Diversi fattori influenzano l’aderenza al trattamento antipertensivo, ma non è chiaro se questi fattori includano una differenza di sesso. Se lo sono chiesto all’Osservatorio Osservatorio Epidemiologico di Milano, dell’università degli Studi di Milano-Bicocca, insieme al Policlinico di Monza.

E un gruppo di ricerca ha cercato la risposta in uno studio che ha confrontato la persistenza con la terapia antipertensiva tra uomini e donne in un grande numero di pazienti: 60.526 residenti della Regione Lombardia di età compresa tra i 40 e gli 80 anni trattati con farmaci antipertensivi nel corso del 2010.

Questi pazienti sono stati selezionati, arruolati e seguiti per un anno dopo la prima prescrizione. L’interruzione del trattamento è stata definita come mancanza di rinnovo della prescrizione per almeno 90 giorni. Sono stati montati modelli di regressione log-binomiale per stimare il rapporto di rischio di interruzione del trattamento in relazione al sesso.

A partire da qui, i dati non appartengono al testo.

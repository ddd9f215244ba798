use anyhow::{Context, Result, anyhow};
use async_trait::async_trait;
use reqwest::Client;
use serde::Serialize;
use tracing::{debug, instrument};

use crate::{
    config::OpenMeteoConfig,
    model::{ForecastResponse, WeatherRequest, WeatherSnapshot},
};

use super::WeatherProvider;

/// Client for the keyless Open-Meteo forecast API.
///
/// Documentation: <https://open-meteo.com/en/docs>
#[derive(Debug, Clone)]
pub struct OpenMeteoProvider {
    base_url: String,
    http: Client,
}

#[derive(Debug, Serialize)]
struct ForecastQuery {
    latitude: f64,
    longitude: f64,
    temperature_unit: &'static str,
    current_weather: bool,
    daily: &'static str,
    timezone: &'static str,
}

impl ForecastQuery {
    fn current(request: &WeatherRequest) -> Self {
        Self {
            latitude: request.latitude,
            longitude: request.longitude,
            temperature_unit: "celsius",
            current_weather: true,
            daily: "sunset,sunrise",
            timezone: "auto",
        }
    }
}

impl OpenMeteoProvider {
    pub fn new(config: &OpenMeteoConfig) -> Self {
        Self {
            base_url: config.base_url.trim_end_matches('/').to_string(),
            http: Client::new(),
        }
    }

    pub fn base_url(&self) -> &str {
        &self.base_url
    }

    /// Fetch the raw forecast payload for `request`.
    #[instrument(skip(self, request), fields(lat = request.latitude, lon = request.longitude))]
    pub async fn fetch_forecast(&self, request: &WeatherRequest) -> Result<ForecastResponse> {
        let url = format!("{}/forecast", self.base_url);

        let res = self
            .http
            .get(&url)
            .query(&ForecastQuery::current(request))
            .send()
            .await
            .context("Failed to send request to Open-Meteo (forecast)")?;

        let status = res.status();
        let body = res
            .text()
            .await
            .context("Failed to read Open-Meteo forecast response body")?;

        if !status.is_success() {
            return Err(anyhow!(
                "Open-Meteo forecast request failed with status {}: {}",
                status,
                truncate_body(&body),
            ));
        }

        debug!(bytes = body.len(), "Open-Meteo forecast received");

        serde_json::from_str(&body).context("Failed to parse Open-Meteo forecast JSON")
    }
}

#[async_trait]
impl WeatherProvider for OpenMeteoProvider {
    async fn get_weather(&self, request: &WeatherRequest) -> Result<WeatherSnapshot> {
        let forecast = self.fetch_forecast(request).await?;
        Ok(WeatherSnapshot::from_current(&forecast.current_weather))
    }
}

fn truncate_body(body: &str) -> String {
    const MAX: usize = 200;
    match body.char_indices().nth(MAX) {
        Some((cut, _)) => format!("{}...", &body[..cut]),
        None => body.to_string(),
    }
}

Oltre che per l’intera popolazione, le analisi sono state stratificate in base all’età, allo stato di comorbilità e alla strategia di trattamento antipertensiva iniziale.

Il 37% dei pazienti ha interrotto il trattamento farmacologico durante il follow-up. Rispetto alle donne, gli uomini avevano un rischio inferiore del 10% di interruzione del trattamento farmacologico. La persistenza sul trattamento antipertensivo era migliore negli uomini che nelle donne, questo è il caso sia nei pazienti più giovani (40-64 anni) che in quelli più anziani (65-80 anni), nei pazienti che iniziano il trattamento con qualsiasi farmaco antipertensivo principale e nei pazienti con uno stato di comorbilità basso.

Non vi erano prove che uomini e donne avessero un diverso rischio di interruzione del trattamento quando il loro stato di comorbilità era peggiore, o il trattamento antipertensivo iniziale si basava su combinazioni di farmaci.

I risultati mostrano che in un ambiente reale, gli uomini sono più persistenti della terapia farmacologica antipertensiva rispetto alle donne.